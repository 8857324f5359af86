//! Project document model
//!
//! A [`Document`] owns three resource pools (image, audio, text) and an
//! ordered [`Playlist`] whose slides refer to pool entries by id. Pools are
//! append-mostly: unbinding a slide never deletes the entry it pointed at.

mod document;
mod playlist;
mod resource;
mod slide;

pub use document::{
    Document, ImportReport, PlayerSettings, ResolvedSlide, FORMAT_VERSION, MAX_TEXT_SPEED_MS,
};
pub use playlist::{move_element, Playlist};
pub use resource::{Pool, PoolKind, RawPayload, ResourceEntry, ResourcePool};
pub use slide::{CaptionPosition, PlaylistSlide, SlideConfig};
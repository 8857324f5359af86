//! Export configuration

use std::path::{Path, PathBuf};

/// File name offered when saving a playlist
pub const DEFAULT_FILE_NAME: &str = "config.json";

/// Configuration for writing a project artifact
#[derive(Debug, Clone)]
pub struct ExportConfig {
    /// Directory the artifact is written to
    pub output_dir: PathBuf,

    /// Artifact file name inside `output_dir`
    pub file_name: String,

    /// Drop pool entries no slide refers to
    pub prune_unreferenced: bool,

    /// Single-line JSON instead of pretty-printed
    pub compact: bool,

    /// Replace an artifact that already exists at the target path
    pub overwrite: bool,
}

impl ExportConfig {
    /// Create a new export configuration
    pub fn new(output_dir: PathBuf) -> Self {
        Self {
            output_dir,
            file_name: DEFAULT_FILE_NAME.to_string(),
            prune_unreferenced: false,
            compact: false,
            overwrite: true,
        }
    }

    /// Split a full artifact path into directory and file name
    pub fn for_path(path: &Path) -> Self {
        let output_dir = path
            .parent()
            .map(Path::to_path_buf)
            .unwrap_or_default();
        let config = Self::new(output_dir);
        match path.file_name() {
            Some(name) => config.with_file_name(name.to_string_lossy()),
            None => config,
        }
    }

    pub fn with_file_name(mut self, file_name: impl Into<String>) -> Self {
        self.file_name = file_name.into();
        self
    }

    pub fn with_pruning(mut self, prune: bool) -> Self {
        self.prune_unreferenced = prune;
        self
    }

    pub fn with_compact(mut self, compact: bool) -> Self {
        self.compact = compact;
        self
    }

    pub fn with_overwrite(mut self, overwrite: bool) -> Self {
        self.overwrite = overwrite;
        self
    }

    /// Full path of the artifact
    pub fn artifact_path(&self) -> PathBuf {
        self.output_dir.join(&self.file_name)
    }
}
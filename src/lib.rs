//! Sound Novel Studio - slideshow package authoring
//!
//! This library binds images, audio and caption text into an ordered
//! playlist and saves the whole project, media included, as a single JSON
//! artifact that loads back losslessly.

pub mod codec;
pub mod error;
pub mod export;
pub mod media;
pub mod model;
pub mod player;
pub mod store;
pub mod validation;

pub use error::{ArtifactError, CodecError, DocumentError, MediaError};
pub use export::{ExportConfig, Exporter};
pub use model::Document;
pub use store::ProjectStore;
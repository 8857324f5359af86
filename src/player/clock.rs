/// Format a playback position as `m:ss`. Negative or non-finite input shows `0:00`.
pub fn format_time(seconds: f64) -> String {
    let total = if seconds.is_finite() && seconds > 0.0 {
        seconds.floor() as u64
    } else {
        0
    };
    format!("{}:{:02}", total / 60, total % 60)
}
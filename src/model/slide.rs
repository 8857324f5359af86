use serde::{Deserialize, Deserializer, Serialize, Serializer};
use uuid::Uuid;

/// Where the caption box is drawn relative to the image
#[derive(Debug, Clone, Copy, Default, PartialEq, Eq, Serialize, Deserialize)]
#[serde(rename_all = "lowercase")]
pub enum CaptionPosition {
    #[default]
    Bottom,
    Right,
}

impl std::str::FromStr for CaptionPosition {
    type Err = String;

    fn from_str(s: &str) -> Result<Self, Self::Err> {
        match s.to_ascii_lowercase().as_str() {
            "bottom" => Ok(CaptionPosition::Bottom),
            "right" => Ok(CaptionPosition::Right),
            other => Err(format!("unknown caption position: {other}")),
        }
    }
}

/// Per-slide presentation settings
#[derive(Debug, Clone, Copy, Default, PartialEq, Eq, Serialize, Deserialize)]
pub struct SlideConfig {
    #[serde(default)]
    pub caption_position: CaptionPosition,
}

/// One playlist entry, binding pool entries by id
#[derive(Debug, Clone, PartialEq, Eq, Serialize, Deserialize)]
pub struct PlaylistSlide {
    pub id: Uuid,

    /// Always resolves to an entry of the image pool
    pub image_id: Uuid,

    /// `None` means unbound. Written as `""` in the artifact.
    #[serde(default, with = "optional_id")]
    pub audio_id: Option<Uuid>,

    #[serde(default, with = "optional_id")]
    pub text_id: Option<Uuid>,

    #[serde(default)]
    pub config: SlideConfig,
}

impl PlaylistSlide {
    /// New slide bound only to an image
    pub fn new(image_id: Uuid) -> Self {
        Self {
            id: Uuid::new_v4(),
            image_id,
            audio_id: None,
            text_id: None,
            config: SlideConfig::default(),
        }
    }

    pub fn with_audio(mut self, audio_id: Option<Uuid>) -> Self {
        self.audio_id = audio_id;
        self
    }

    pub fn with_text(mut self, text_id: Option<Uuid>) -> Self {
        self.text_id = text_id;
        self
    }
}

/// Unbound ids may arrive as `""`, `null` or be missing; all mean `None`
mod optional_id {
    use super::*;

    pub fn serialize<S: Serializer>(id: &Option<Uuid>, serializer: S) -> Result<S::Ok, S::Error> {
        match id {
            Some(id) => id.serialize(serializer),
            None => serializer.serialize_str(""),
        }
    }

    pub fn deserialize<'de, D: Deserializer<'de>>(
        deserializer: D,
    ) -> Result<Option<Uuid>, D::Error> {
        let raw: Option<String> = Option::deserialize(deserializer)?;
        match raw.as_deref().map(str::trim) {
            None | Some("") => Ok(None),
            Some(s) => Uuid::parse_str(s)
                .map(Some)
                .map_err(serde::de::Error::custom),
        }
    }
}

-=-=-

| WHAT YOU HAVE TO DO |
Print, without alteration, only the lines above between the one holding "self.overwrite = overwrite;" and the one holding "loads back losslessly.", inclusive.

| EXERCISE RESULT |
        self.overwrite = overwrite;
        self
    }

    /// Full path of the artifact
    pub fn artifact_path(&self) -> PathBuf {
        self.output_dir.join(&self.file_name)
    }
}
filename src/lib.rs
//! Sound Novel Studio - slideshow package authoring
//!
//! This library binds images, audio and caption text into an ordered
//! playlist and saves the whole project, media included, as a single JSON
//! artifact that loads back losslessly.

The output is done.